Anything, indeed, is possible. Yet misplaced hopes prolong the nightmare.

There is a bolus of misplaced hope today on the Alzheimer's front, prolonging the nightmare, as we desperately seek a cure -- often times reaching fathomably for the quick fix, the false hopes. But there is no easy way out of this nightmare. Alzheimer's is a vicious, complex disease for which there is no snake oil.

I have a direct stake. Five years ago, I was diagnosed with Early Onset Alzheimer's. I covet the quick fix, but sadly it's not at hand.

"The public needs to understand -- and researchers need to better explain -- that we will beat Alzheimer's only with its full-throated support of fact-based science," David Shenk, author of the masterful book The Forgetting, and Dr. Rudy Tanzi, chairman of the Research Consortium at Cure Alzheimer's Fund and a professor of neurology at Massachusetts General Hospital/Harvard Medical School, wrote recently in the Wall Street Journal.

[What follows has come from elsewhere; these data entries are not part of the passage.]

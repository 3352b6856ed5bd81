//! Daily OHLC synchronization from the historical CSV source. The sync window
//! is extended backwards by an overlap so late corrections from the vendor
//! overwrite previously stored candles (the upsert makes this idempotent).

use crate::{
    db::models::{
        candle_daily::{upsert_candles_query, CandleDaily},
        instrument::Instrument,
    },
    error::ApiError,
    normalize::q2,
};
use anyhow::Context;
use bigdecimal::BigDecimal;
use chrono::{Duration, NaiveDate};
use db_common::{execute_in_chunks, ArcDbPool, MAX_DIESEL_PARAM_SIZE};
use field_count::FieldCount;
use serde::{Deserialize, Serialize};
use tracing::{debug, info, warn};
use uuid::Uuid;

#[derive(Clone, Debug, Deserialize)]
pub struct SyncDailyRequest {
    pub date_from: NaiveDate,
    pub date_to: NaiveDate,
    #[serde(default = "default_overlap_days")]
    pub overlap_days: i64,
    #[serde(default)]
    pub include_items: bool,
    #[serde(default)]
    pub return_all: bool,
}

fn default_overlap_days() -> i64 {
    5
}

#[derive(Clone, Debug, Serialize)]
pub struct SyncDailyOutcome {
    pub symbol: String,
    pub fetched: usize,
    pub upserted: usize,
    #[serde(skip_serializing_if = "Option::is_none")]
    pub items: Option<Vec<CandleDaily>>,
}

/// Parses the vendor CSV (`Date,Open,High,Low,Close,Volume`), dropping rows
/// that fail to parse rather than aborting a whole sync on one bad line.
fn parse_candles_csv(instrument_id: Uuid, body: &str) -> Vec<CandleDaily> {
    let mut out = vec![];
    for line in body.lines().skip(1) {
        let fields: Vec<&str> = line.trim().split(',').collect();
        if fields.len() < 5 {
            continue;
        }
        let Ok(date_quote) = NaiveDate::parse_from_str(fields[0], "%Y-%m-%d") else {
            debug!(line = line, "Skipping candle row with bad date");
            continue;
        };
        let price = |i: usize| fields.get(i).and_then(|f| f.parse::<BigDecimal>().ok());
        let (Some(open), Some(high), Some(low), Some(close)) =
            (price(1), price(2), price(3), price(4))
        else {
            debug!(line = line, "Skipping candle row with bad prices");
            continue;
        };
        let volume = fields.get(5).and_then(|f| f.parse::<i64>().ok());
        out.push(CandleDaily {
            instrument_id,
            date_quote,
            open: q2(open),
            high: q2(high),
            low: q2(low),
            close: q2(close),
            volume,
            traded_at: None,
        });
    }
    out
}

pub async fn sync_daily_candles(
    pool: ArcDbPool,
    http: &reqwest::Client,
    historical_base_url: &str,
    symbol: &str,
    req: &SyncDailyRequest,
) -> Result<SyncDailyOutcome, ApiError> {
    if req.date_from > req.date_to {
        return Err(ApiError::Validation(
            "date_from must not be after date_to".to_string(),
        ));
    }
    let overlap = req.overlap_days.clamp(0, 60);

    let instrument = {
        let mut conn = pool.get().await.map_err(ApiError::pool)?;
        Instrument::find_by_symbol(&mut conn, symbol)
            .await?
            .ok_or_else(|| ApiError::NotFound(format!("Instrument {symbol} not found")))?
    };

    let from = req.date_from - Duration::days(overlap);
    let url = format!(
        "{}/q/d/l/?s={}&d1={}&d2={}&i=d",
        historical_base_url.trim_end_matches('/'),
        instrument
            .historical_source
            .as_deref()
            .unwrap_or(instrument.symbol.as_str())
            .to_lowercase(),
        from.format("%Y%m%d"),
        req.date_to.format("%Y%m%d"),
    );
    info!(symbol = symbol, url = url, "Syncing daily candles");

    let body = http
        .get(&url)
        .send()
        .await
        .and_then(|r| r.error_for_status())
        .map_err(|e| {
            warn!(symbol = symbol, error = ?e, "Historical source unavailable");
            ApiError::Upstream(format!("historical source failed for {symbol}"))
        })?
        .text()
        .await
        .map_err(|e| ApiError::Upstream(format!("historical source body unreadable: {e}")))?;

    let items = parse_candles_csv(instrument.id, &body);
    let fetched = items.len();

    execute_in_chunks(
        pool.clone(),
        upsert_candles_query,
        &items,
        MAX_DIESEL_PARAM_SIZE / CandleDaily::field_count(),
    )
    .await?;

    let returned_items = if req.include_items || req.return_all {
        let mut conn = pool.get().await.map_err(ApiError::pool)?;
        let range_from = if req.return_all { from } else { req.date_from };
        Some(
            CandleDaily::fetch_range(&mut conn, instrument.id, range_from, req.date_to)
                .await
                .context("Failed to read back synced candles")?,
        )
    } else {
        None
    };

    Ok(SyncDailyOutcome {
        symbol: instrument.symbol,
        fetched,
        upserted: fetched,
        items: returned_items,
    })
}

#[cfg(test)]
mod tests {
    use super::*;
    use crate::normalize::q2_from;

    #[test]
    fn test_parse_candles_csv() {
        let id = Uuid::new_v4();
        let body = "Date,Open,High,Low,Close,Volume\n\
                    2026-01-02,10.5,11.0,10.1,10.9,120000\n\
                    2026-01-03,10.9,11.2,10.8,11.1,98000\n\
                    garbage line\n\
                    2026-01-04,bad,11.2,10.8,11.1,98000\n";
        let candles = parse_candles_csv(id, body);
        assert_eq!(candles.len(), 2);
        assert_eq!(candles[0].date_quote, NaiveDate::from_ymd_opt(2026, 1, 2).unwrap());
        assert_eq!(candles[0].open, q2_from(1050, 2));
        assert_eq!(candles[0].close, q2_from(1090, 2));
        assert_eq!(candles[1].volume, Some(98000));
    }

    #[test]
    fn test_parse_candles_csv_empty() {
        assert!(parse_candles_csv(Uuid::new_v4(), "Date,Open,High,Low,Close,Volume\n").is_empty());
    }
}
//! Quote sources. Two variants share one capability set: resolve a source by
//! market key and yield canonical listing rows. The vendor serves the same
//! logical table both as plain HTML and as a browser-rendered page, so both
//! variants normalize into [`ListingRecord`].

pub mod browser;
pub mod listing;

use anyhow::{Context, Result};
use serde::{Deserialize, Serialize};

pub use listing::ListingClient;

/// One row of a vendor listing after header canonicalization. Values are kept
/// as raw strings; the pipeline owns locale parsing.
#[derive(Clone, Debug, Default)]
pub struct ListingRecord {
    pub name: Option<String>,
    pub shortcut: String,
    pub isin: Option<String>,
    pub last: Option<String>,
    pub change_pct: Option<String>,
    pub volume: Option<String>,
    pub last_trade_time: Option<String>,
}

#[derive(Clone, Copy, Debug, Deserialize, PartialEq, Eq, Serialize)]
#[serde(rename_all = "snake_case")]
pub enum SourceKind {
    /// Plain HTML table fetched over HTTP.
    ListingTable,
    /// Page that only materializes its table after client-side rendering.
    BrowserPage,
}

/// Static per-market source configuration.
#[derive(Clone, Debug, Deserialize, Serialize)]
#[serde(deny_unknown_fields)]
pub struct MarketSource {
    pub market_key: String,
    pub mic: String,
    pub url: String,
    pub kind: SourceKind,
}

#[derive(Clone)]
pub struct Providers {
    listing: ListingClient,
}

impl Providers {
    pub fn new(listing: ListingClient) -> Self {
        Self { listing }
    }

    pub fn listing(&self) -> &ListingClient {
        &self.listing
    }

    pub fn resolve<'a>(
        &self,
        sources: &'a [MarketSource],
        market_key: &str,
    ) -> Result<&'a MarketSource> {
        sources
            .iter()
            .find(|s| s.market_key == market_key)
            .with_context(|| format!("No source configured for market key {market_key}"))
    }

    /// Fetches all rows for the source with the variant it is configured for.
    pub async fn rows(&self, source: &MarketSource) -> Result<Vec<ListingRecord>> {
        match source.kind {
            SourceKind::ListingTable => self.listing.fetch_records(&source.url).await,
            SourceKind::BrowserPage => browser::fetch_rows(&source.url).await,
        }
    }
}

The statistics are numbing:

Alzheimer's is the sixth leading cause of death in the United States, and the only leading disease still on the rise. More than 5.5 million Americans have been diagnosed today with Alzheimer's or related dementia, and about 35 million people worldwide.

In the next 35 years, these numbers will triple, barring a medical breakthrough. By 2050, 135 million worldwide will have some form of dementia.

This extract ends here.